[Opening Entries shown section]
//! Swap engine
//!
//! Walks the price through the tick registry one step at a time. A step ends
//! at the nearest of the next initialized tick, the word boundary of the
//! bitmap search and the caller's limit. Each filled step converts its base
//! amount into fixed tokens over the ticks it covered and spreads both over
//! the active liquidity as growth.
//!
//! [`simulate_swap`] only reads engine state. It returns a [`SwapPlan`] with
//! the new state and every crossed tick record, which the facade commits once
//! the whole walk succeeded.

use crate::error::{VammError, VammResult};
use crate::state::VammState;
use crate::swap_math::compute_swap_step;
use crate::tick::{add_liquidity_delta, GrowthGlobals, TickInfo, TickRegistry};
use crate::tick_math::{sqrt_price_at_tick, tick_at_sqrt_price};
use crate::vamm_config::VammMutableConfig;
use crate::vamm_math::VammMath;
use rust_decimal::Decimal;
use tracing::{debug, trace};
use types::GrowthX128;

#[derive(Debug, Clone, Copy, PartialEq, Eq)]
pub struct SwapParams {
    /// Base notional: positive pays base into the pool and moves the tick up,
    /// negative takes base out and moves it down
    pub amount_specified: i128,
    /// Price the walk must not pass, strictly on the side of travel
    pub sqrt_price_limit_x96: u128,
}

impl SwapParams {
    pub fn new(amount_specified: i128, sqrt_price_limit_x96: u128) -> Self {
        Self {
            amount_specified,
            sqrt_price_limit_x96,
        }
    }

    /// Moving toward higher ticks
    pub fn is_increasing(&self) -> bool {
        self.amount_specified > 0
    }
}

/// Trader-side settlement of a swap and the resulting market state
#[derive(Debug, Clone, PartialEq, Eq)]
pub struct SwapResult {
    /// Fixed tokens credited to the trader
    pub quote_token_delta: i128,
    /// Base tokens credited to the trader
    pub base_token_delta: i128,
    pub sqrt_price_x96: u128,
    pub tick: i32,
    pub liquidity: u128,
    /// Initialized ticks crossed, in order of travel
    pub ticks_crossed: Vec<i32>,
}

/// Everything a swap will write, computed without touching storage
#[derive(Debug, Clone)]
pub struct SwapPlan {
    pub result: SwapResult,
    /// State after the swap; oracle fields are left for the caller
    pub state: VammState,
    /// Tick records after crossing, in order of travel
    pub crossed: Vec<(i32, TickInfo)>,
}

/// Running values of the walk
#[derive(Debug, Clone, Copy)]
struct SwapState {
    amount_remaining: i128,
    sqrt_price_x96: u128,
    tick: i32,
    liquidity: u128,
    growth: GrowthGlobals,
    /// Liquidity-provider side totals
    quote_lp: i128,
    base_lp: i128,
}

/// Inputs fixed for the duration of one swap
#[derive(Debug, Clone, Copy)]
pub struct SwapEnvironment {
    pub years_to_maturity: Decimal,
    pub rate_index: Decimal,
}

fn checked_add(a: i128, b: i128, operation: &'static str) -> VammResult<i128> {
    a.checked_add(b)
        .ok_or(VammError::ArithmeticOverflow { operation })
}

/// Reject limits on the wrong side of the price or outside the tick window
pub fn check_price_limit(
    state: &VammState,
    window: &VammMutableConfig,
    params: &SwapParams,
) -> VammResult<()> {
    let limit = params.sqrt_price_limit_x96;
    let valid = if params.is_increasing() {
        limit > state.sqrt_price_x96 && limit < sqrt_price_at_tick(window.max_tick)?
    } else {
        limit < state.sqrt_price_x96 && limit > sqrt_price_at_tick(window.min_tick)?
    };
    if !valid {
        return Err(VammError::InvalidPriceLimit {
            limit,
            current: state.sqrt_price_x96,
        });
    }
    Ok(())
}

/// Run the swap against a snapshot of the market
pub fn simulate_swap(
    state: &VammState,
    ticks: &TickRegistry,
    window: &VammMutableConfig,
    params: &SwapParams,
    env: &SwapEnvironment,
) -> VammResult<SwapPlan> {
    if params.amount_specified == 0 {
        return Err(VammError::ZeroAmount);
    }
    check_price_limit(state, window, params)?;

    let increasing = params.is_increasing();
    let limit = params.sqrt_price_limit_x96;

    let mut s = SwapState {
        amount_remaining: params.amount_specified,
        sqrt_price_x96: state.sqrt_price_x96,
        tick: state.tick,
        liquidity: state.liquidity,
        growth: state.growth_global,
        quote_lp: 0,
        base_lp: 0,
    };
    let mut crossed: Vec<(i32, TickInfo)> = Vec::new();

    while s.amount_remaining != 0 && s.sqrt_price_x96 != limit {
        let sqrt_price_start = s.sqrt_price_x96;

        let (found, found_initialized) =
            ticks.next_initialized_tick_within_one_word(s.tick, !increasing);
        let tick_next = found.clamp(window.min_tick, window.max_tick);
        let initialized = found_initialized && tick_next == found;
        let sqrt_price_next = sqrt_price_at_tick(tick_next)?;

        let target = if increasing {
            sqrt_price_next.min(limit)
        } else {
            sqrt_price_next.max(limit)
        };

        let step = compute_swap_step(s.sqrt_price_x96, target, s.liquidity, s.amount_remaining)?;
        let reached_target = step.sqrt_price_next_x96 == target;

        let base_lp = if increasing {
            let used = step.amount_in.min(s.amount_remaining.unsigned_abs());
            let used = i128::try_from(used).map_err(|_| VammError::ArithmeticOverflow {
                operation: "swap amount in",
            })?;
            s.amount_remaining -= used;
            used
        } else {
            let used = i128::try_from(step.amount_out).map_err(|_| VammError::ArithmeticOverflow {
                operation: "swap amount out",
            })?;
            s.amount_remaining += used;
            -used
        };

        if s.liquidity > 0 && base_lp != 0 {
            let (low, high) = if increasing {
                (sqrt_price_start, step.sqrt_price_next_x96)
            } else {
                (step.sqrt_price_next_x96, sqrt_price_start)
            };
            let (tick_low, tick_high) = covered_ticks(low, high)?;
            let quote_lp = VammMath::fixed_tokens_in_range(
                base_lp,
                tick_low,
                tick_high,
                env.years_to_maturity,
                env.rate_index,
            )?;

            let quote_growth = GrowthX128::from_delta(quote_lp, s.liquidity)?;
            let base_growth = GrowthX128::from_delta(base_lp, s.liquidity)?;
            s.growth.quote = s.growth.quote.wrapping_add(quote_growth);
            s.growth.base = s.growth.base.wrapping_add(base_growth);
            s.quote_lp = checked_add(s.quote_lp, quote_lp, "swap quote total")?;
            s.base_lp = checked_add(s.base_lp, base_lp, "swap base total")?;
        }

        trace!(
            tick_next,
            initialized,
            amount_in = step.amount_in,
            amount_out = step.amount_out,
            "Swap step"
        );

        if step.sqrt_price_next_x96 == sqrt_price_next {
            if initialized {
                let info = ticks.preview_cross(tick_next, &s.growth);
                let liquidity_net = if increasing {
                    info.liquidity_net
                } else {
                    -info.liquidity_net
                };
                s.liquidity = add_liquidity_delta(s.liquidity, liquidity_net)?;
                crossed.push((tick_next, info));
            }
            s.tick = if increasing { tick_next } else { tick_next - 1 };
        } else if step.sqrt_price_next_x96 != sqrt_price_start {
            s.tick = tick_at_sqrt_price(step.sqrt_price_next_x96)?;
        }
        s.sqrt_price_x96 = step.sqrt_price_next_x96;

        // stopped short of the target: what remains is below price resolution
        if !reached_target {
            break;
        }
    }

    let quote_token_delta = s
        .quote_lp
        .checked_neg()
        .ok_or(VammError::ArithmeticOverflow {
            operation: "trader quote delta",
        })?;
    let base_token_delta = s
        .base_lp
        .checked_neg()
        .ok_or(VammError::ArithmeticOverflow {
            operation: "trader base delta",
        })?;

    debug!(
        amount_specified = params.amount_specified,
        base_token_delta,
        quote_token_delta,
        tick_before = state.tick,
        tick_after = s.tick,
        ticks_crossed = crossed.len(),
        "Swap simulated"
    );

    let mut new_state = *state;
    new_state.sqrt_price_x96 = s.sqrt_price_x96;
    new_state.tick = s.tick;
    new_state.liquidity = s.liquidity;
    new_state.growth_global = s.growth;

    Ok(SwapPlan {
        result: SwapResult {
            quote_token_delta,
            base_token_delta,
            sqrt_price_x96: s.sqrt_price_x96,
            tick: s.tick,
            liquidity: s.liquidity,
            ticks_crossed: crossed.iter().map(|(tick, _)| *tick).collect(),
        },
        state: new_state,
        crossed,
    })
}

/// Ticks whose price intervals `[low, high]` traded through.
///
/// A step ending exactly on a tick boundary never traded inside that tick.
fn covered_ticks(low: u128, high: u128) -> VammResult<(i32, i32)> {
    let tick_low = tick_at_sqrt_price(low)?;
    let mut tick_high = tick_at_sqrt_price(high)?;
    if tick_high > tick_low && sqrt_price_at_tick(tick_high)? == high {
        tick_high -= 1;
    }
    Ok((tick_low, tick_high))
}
[Closing Entries shown section]
### Your assignment
Stop after the line containing "#[derive(Debug, Clone)]": print exactly the lines from the start of the entries above up to it, that line included.

### Task output
//! Swap engine
//!
//! Walks the price through the tick registry one step at a time. A step ends
//! at the nearest of the next initialized tick, the word boundary of the
//! bitmap search and the caller's limit. Each filled step converts its base
//! amount into fixed tokens over the ticks it covered and spreads both over
//! the active liquidity as growth.
//!
//! [`simulate_swap`] only reads engine state. It returns a [`SwapPlan`] with
//! the new state and every crossed tick record, which the facade commits once
//! the whole walk succeeded.

use crate::error::{VammError, VammResult};
use crate::state::VammState;
use crate::swap_math::compute_swap_step;
use crate::tick::{add_liquidity_delta, GrowthGlobals, TickInfo, TickRegistry};
use crate::tick_math::{sqrt_price_at_tick, tick_at_sqrt_price};
use crate::vamm_config::VammMutableConfig;
use crate::vamm_math::VammMath;
use rust_decimal::Decimal;
use tracing::{debug, trace};
use types::GrowthX128;

#[derive(Debug, Clone, Copy, PartialEq, Eq)]
pub struct SwapParams {
    /// Base notional: positive pays base into the pool and moves the tick up,
    /// negative takes base out and moves it down
    pub amount_specified: i128,
    /// Price the walk must not pass, strictly on the side of travel
    pub sqrt_price_limit_x96: u128,
}

impl SwapParams {
    pub fn new(amount_specified: i128, sqrt_price_limit_x96: u128) -> Self {
        Self {
            amount_specified,
            sqrt_price_limit_x96,
        }
    }

    /// Moving toward higher ticks
    pub fn is_increasing(&self) -> bool {
        self.amount_specified > 0
    }
}

/// Trader-side settlement of a swap and the resulting market state
#[derive(Debug, Clone, PartialEq, Eq)]
pub struct SwapResult {
    /// Fixed tokens credited to the trader
    pub quote_token_delta: i128,
    /// Base tokens credited to the trader
    pub base_token_delta: i128,
    pub sqrt_price_x96: u128,
    pub tick: i32,
    pub liquidity: u128,
    /// Initialized ticks crossed, in order of travel
    pub ticks_crossed: Vec<i32>,
}

/// Everything a swap will write, computed without touching storage
#[derive(Debug, Clone)]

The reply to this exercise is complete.